=== EXERCISE INSTRUCTIONS ===
Where a line of the entries holds the string "BoundaryKind", copy that line.

───── RECORDS FOR THIS TASK

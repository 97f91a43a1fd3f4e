//! Per-zone overtaking, co-presence and participant accounting.

use std::collections::BTreeSet;

use serde::{Deserialize, Serialize};

use crate::config::InteractionConfig;
use crate::interp::EventTracks;
use crate::strategy::{select_strategy, PairOutcome, StrategyKind, ZoneTimes};
use crate::zones::FlowZone;

#[derive(Clone, Copy, Debug, Serialize, Deserialize, PartialEq, Eq, PartialOrd, Ord, Hash)]
#[serde(rename_all = "lowercase")]
pub enum Side {
    A,
    B,
}

impl Side {
    pub fn as_str(self) -> &'static str {
        match self {
            Side::A => "a",
            Side::B => "b",
        }
    }
}

#[derive(Clone, Copy, Debug, Serialize, Deserialize, PartialEq, Eq, PartialOrd, Ord, Hash)]
#[serde(rename_all = "lowercase")]
pub enum Role {
    Overtaking,
    Overtaken,
    Copresent,
}

impl Role {
    pub fn as_str(self) -> &'static str {
        match self {
            Role::Overtaking => "overtaking",
            Role::Overtaken => "overtaken",
            Role::Copresent => "copresent",
        }
    }
}

#[derive(Clone, Debug, Serialize, Deserialize, PartialEq, Eq, PartialOrd, Ord)]
pub struct RunnerParticipation {
    pub seg_id: String,
    pub event_a: String,
    pub event_b: String,
    pub zone_index: usize,
    pub runner_id: String,
    pub event: String,
    pub role: Role,
    pub side: Side,
}

#[derive(Clone, Debug, Serialize, Deserialize, PartialEq)]
pub struct ZoneMetrics {
    pub overtaking_a: usize,
    pub overtaking_b: usize,
    pub overtaken_a: usize,
    pub overtaken_b: usize,
    pub copresence_a: usize,
    pub copresence_b: usize,
    pub unique_encounters: usize,
    pub participants_involved: usize,
    pub multi_category_runners: usize,
    pub runners_a: usize,
    pub runners_b: usize,
    pub strategy: StrategyKind,
}

impl ZoneMetrics {
    pub fn role_count_sum(&self) -> usize {
        self.overtaking_a
            + self.overtaking_b
            + self.overtaken_a
            + self.overtaken_b
            + self.copresence_a
            + self.copresence_b
    }

    pub fn has_interaction(&self) -> bool {
        self.role_count_sum() > 0
    }

    pub fn overtaking_total(&self) -> usize {
        self.overtaking_a + self.overtaking_b
    }

    pub fn copresence_total(&self) -> usize {
        self.copresence_a + self.copresence_b
    }
}

/// A zone with its metrics, one row of the zone dataset.
#[derive(Clone, Debug, Serialize, Deserialize, PartialEq)]
pub struct ZoneReport {
    pub zone: FlowZone,
    pub metrics: ZoneMetrics,
}

#[derive(Default)]
struct RoleSets {
    overtaking: BTreeSet<usize>,
    overtaken: BTreeSet<usize>,
    copresent: BTreeSet<usize>,
}

impl RoleSets {
    fn union(&self) -> BTreeSet<usize> {
        self.overtaking
            .iter()
            .chain(&self.overtaken)
            .chain(&self.copresent)
            .copied()
            .collect()
    }

    fn rows(&self) -> impl Iterator<Item = (usize, Role)> + '_ {
        self.overtaking
            .iter()
            .map(|&i| (i, Role::Overtaking))
            .chain(self.overtaken.iter().map(|&i| (i, Role::Overtaken)))
            .chain(self.copresent.iter().map(|&i| (i, Role::Copresent)))
    }
}

/// Entry/exit times of every on-course runner at the zone's bounds.
pub fn zone_times(
    zone: &FlowZone,
    tracks_a: &EventTracks,
    tracks_b: &EventTracks,
) -> (ZoneTimes, ZoneTimes) {
    let a = ZoneTimes::from_arrivals(
        tracks_a.arrival_times(zone.zone_start_km_a),
        tracks_a.arrival_times(zone.zone_end_km_a),
    );
    let b = ZoneTimes::from_arrivals(
        tracks_b.arrival_times(zone.zone_start_km_b),
        tracks_b.arrival_times(zone.zone_end_km_b),
    );
    (a, b)
}

/// Metrics and participation rows for one zone. Zones without any
/// interaction return no participation rows.
pub fn compute_zone_metrics(
    zone: &FlowZone,
    tracks_a: &EventTracks,
    tracks_b: &EventTracks,
    config: &InteractionConfig,
) -> (ZoneMetrics, Vec<RunnerParticipation>) {
    let (a, b) = zone_times(zone, tracks_a, tracks_b);
    let kind = select_strategy(a.len(), b.len(), config);
    let hits = kind.build(config).evaluate(&a, &b, config.dwell_s);

    let mut side_a = RoleSets::default();
    let mut side_b = RoleSets::default();
    for hit in &hits {
        let (ra, rb) = (a.rows[hit.a], b.rows[hit.b]);
        match hit.outcome {
            PairOutcome::AOvertakesB => {
                side_a.overtaking.insert(ra);
                side_b.overtaken.insert(rb);
            }
            PairOutcome::BOvertakesA => {
                side_b.overtaking.insert(rb);
                side_a.overtaken.insert(ra);
            }
            PairOutcome::Copresent => {
                side_a.copresent.insert(ra);
                side_b.copresent.insert(rb);
            }
        }
    }

    let participants_involved = side_a.union().len() + side_b.union().len();
    let mut metrics = ZoneMetrics {
        overtaking_a: side_a.overtaking.len(),
        overtaking_b: side_b.overtaking.len(),
        overtaken_a: side_a.overtaken.len(),
        overtaken_b: side_b.overtaken.len(),
        copresence_a: side_a.copresent.len(),
        copresence_b: side_b.copresent.len(),
        unique_encounters: hits.len(),
        participants_involved,
        multi_category_runners: 0,
        runners_a: a.len(),
        runners_b: b.len(),
        strategy: kind,
    };
    metrics.multi_category_runners = metrics.role_count_sum() - participants_involved;

    if !metrics.has_interaction() {
        return (metrics, Vec::new());
    }

    let row = |side: Side, tracks: &EventTracks, index: usize, role: Role| RunnerParticipation {
        seg_id: zone.seg_id.clone(),
        event_a: zone.event_a.clone(),
        event_b: zone.event_b.clone(),
        zone_index: zone.zone_index,
        runner_id: tracks.tracks[index].runner_id.clone(),
        event: tracks.event.clone(),
        role,
        side,
    };
    let participation = side_a
        .rows()
        .map(|(i, role)| row(Side::A, tracks_a, i, role))
        .chain(
            side_b
                .rows()
                .map(|(i, role)| row(Side::B, tracks_b, i, role)),
        )
        .collect();
    (metrics, participation)
}

/// The zone with the most overtaking; ties go to the most co-presence, then
/// to the lowest zone index.
pub fn worst_zone<'a, I>(zones: I) -> Option<usize>
where
    I: IntoIterator<Item = (usize, &'a ZoneMetrics)>,
{
    zones
        .into_iter()
        .max_by(|(ia, a), (ib, b)| {
            a.overtaking_total()
                .cmp(&b.overtaking_total())
                .then(a.copresence_total().cmp(&b.copresence_total()))
                .then(ib.cmp(ia))
        })
        .map(|(index, _)| index)
}

#[cfg(test)]
mod tests {
    use super::*;
    use crate::config::Engine;
    use crate::course::fixtures::{event, runner};
    use crate::course::Runner;
    use crate::zones::BoundaryKind;

    fn zone(start_km: f64, end_km: f64) -> FlowZone {
        FlowZone {
            seg_id: "S".into(),
            event_a: "A".into(),
            event_b: "B".into(),
            zone_index: 0,
            start_fraction: 0.0,
            end_fraction: 1.0,
            zone_start_km_a: start_km,
            zone_end_km_a: end_km,
            zone_start_km_b: start_km,
            zone_end_km_b: end_km,
            start_kind: BoundaryKind::SegmentEdge,
            end_kind: BoundaryKind::SegmentEdge,
        }
    }

    fn tracks(name: &str, runners: &[Runner]) -> EventTracks {
        EventTracks::build(&event(name, 0.0, 10.0), runners).0
    }

    fn metrics(overtaking: (usize, usize), copresence: (usize, usize)) -> ZoneMetrics {
        ZoneMetrics {
            overtaking_a: overtaking.0,
            overtaking_b: overtaking.1,
            overtaken_a: 0,
            overtaken_b: 0,
            copresence_a: copresence.0,
            copresence_b: copresence.1,
            unique_encounters: 0,
            participants_involved: 0,
            multi_category_runners: 0,
            runners_a: 0,
            runners_b: 0,
            strategy: StrategyKind::Direct,
        }
    }

    #[test]
    fn roles_and_participants_balance() {
        // a1 is passed by b1 and b2; a2 shares the zone with b3 without a pass.
        let a = tracks(
            "A",
            &[runner("a1", "A", 6.0, 0.0), runner("a2", "A", 5.0, 900.0)],
        );
        let b = tracks(
            "B",
            &[
                runner("b1", "B", 4.0, 150.0),
                runner("b2", "B", 4.5, 100.0),
                runner("b3", "B", 5.0, 910.0),
            ],
        );
        let (m, rows) =
            compute_zone_metrics(&zone(1.0, 2.0), &a, &b, &InteractionConfig::default());
        assert_eq!((m.overtaking_b, m.overtaken_a), (2, 1));
        assert_eq!((m.copresence_a, m.copresence_b), (1, 1));
        assert_eq!(m.unique_encounters, 3);
        assert_eq!(m.participants_involved, 5);
        assert_eq!(m.multi_category_runners, 0);
        assert_eq!(rows.len(), 5);
        assert!(rows
            .iter()
            .any(|r| r.runner_id == "b3" && r.role == Role::Copresent && r.side == Side::B));
    }

    #[test]
    fn zero_interaction_zone_has_no_participation_rows() {
        let a = tracks("A", &[runner("a1", "A", 5.0, 0.0)]);
        let b = tracks("B", &[runner("b1", "B", 5.0, 3600.0)]);
        let (m, rows) =
            compute_zone_metrics(&zone(1.0, 2.0), &a, &b, &InteractionConfig::default());
        assert!(!m.has_interaction());
        assert_eq!(m.runners_a, 1);
        assert!(rows.is_empty());
    }

    #[test]
    fn forced_engines_report_identical_sets() {
        let a: Vec<Runner> = (0..60)
            .map(|i| {
                runner(
                    &format!("a{i}"),
                    "A",
                    5.0 + (i % 7) as f64 * 0.3,
                    i as f64 * 11.0,
                )
            })
            .collect();
        let b: Vec<Runner> = (0..80)
            .map(|i| {
                runner(
                    &format!("b{i}"),
                    "B",
                    4.0 + (i % 5) as f64 * 0.4,
                    i as f64 * 9.0,
                )
            })
            .collect();
        let (a, b) = (tracks("A", &a), tracks("B", &b));
        let mut config = InteractionConfig::default();
        config.engine = Engine::Direct;
        let direct = compute_zone_metrics(&zone(2.0, 2.2), &a, &b, &config);
        config.engine = Engine::Binned;
        let binned = compute_zone_metrics(&zone(2.0, 2.2), &a, &b, &config);
        assert_eq!(direct.0.strategy, StrategyKind::Direct);
        assert_eq!(binned.0.strategy, StrategyKind::Binned);
        assert_eq!(direct.1, binned.1);
        assert_eq!(
            ZoneMetrics {
                strategy: StrategyKind::Direct,
                ..binned.0
            },
            direct.0
        );
        assert!(direct.0.has_interaction());
    }

    #[test]
    fn worst_zone_breaks_ties_on_copresence_then_index() {
        let zones = [
            metrics((2, 1), (0, 0)),
            metrics((1, 2), (2, 1)),
            metrics((3, 0), (1, 2)),
            metrics((0, 1), (9, 9)),
        ];
        let worst = worst_zone(zones.iter().enumerate());
        assert_eq!(worst, Some(1));

        let tied = [metrics((1, 1), (1, 0)), metrics((2, 0), (0, 1))];
        assert_eq!(worst_zone(tied.iter().enumerate()), Some(0));
        assert_eq!(worst_zone(std::iter::empty()), None);
    }
}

──────────

=== ANSWER TO THIS EXERCISE ===
    use crate::zones::BoundaryKind;
            start_kind: BoundaryKind::SegmentEdge,
            end_kind: BoundaryKind::SegmentEdge,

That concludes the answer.